While going through the notebook, I observed how YOLO divides an image into multiple grids, with each grid cell responsible for detecting objects that appear within its boundaries. The model simultaneously predicts bounding box coordinates, confidence scores, and class labels. This process enables YOLO to detect multiple objects in a single frame, which is highly beneficial for real-time tasks such as autonomous driving, video surveillance, and robotics.

The notebook demonstrated the use of pretrained YOLO weights to perform detection on test images. The output visualizations showed bounding boxes accurately surrounding the detected objects along with their class names and confidence percentages. It was clear that YOLO‚Äôs greatest advantage is its ability to achieve fast inference speeds without sacrificing much accuracy. However, one limitation noticed was its occasional difficulty in detecting small or overlapping objects. This is a trade-off between speed and precision inherent in single-shot detectors.

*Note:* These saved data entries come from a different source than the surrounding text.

//! Canonical text form of `rule` elements.

use crate::kind::{ElementKind, kind_of};
use cibtree::{Document, NodeId};

/// A value as a rule token. Values are literal: only the separators
/// between tokens are canonical, never the value's own whitespace.
fn token(value: &str) -> String {
    let bare = !value.is_empty()
        && !value
            .chars()
            .any(|c| c.is_whitespace() || matches!(c, '"' | '\'' | '(' | ')'));
    if bare {
        value.to_string()
    } else if !value.contains('"') {
        format!("\"{value}\"")
    } else if !value.contains('\'') {
        format!("'{value}'")
    } else {
        format!("\"{}\"", value.replace('\\', "\\\\").replace('"', "\\\""))
    }
}

fn attr(doc: &Document, node: NodeId, name: &str) -> String {
    token(doc.attr(node, name).unwrap_or_default())
}

/// Render a `rule` element as rule text.
///
/// Two rules that differ only in attribute order, the order of `date_spec`
/// attributes or the spelling of keywords render identically. Values are
/// rendered verbatim, quoted when needed. Operand order is kept.
pub fn rule_to_str(doc: &Document, rule: NodeId) -> String {
    let operator = doc
        .attr(rule, "boolean-op")
        .map_or_else(|| "and".to_string(), |op| op.trim().to_lowercase());
    doc.children(rule)
        .iter()
        .filter_map(|&child| operand_to_str(doc, child))
        .collect::<Vec<_>>()
        .join(&format!(" {operator} "))
}

fn operand_to_str(doc: &Document, node: NodeId) -> Option<String> {
    match doc.tag(node) {
        "expression" => Some(expression_to_str(doc, node)),
        "date_expression" => Some(date_expression_to_str(doc, node)),
        _ if kind_of(doc, node) == ElementKind::Rule => {
            Some(format!("({})", rule_to_str(doc, node)))
        }
        _ => None,
    }
}

fn expression_to_str(doc: &Document, node: NodeId) -> String {
    let attribute = attr(doc, node, "attribute");
    let operation = doc.attr(node, "operation").unwrap_or_default().trim();
    if matches!(operation, "defined" | "not_defined") {
        return format!("{operation} {attribute}");
    }
    let mut parts = vec![attribute, operation.to_string()];
    if let Some(value_type) = doc.attr(node, "type") {
        parts.push(value_type.trim().to_lowercase());
    }
    parts.push(attr(doc, node, "value"));
    parts.join(" ")
}

fn date_expression_to_str(doc: &Document, node: NodeId) -> String {
    match doc.attr(node, "operation").unwrap_or_default().trim() {
        "gt" => format!("date gt {}", attr(doc, node, "start")),
        "lt" => format!("date lt {}", attr(doc, node, "end")),
        "in_range" => format!(
            "date in_range {} to {}",
            attr(doc, node, "start"),
            attr(doc, node, "end")
        ),
        "date_spec" => {
            let mut parts: Vec<String> = doc
                .first_child_by_tag(node, "date_spec")
                .map(|spec| {
                    doc.attrs(spec)
                        .iter()
                        .filter(|(name, _)| name != "id")
                        .map(|(name, value)| format!("{name}={}", token(value)))
                        .collect()
                })
                .unwrap_or_default();
            parts.sort();
            format!("date-spec {}", parts.join(" "))
        }
        other => format!("date {other}"),
    }
}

Overall, the lab emphasized how deep learning-based detection systems rely heavily on training data, model architecture, and parameter tuning. It also highlighted the importance of GPU acceleration for efficient processing of high-resolution images, especially in real-world applications that require quick and reliable results.

**Conclusion**

From this lab, I learned that YOLO represents a major step forward in the field of computer vision by enabling real-time object detection. Its unified architecture allows both localization and classification to occur in one process, resulting in faster performance compared to earlier region-based methods. The lab also reinforced my understanding of how neural networks can be applied to visual perception problems, turning pixel data into meaningful object insights.

In conclusion, the YOLO model combines efficiency, accuracy, and scalability, making it one of the most practical solutions for modern AI applications. This lab enhanced my understanding of how object detection systems work and how they can be optimized for real-world scenarios like robotics, autonomous navigation, and intelligent surveillance systems.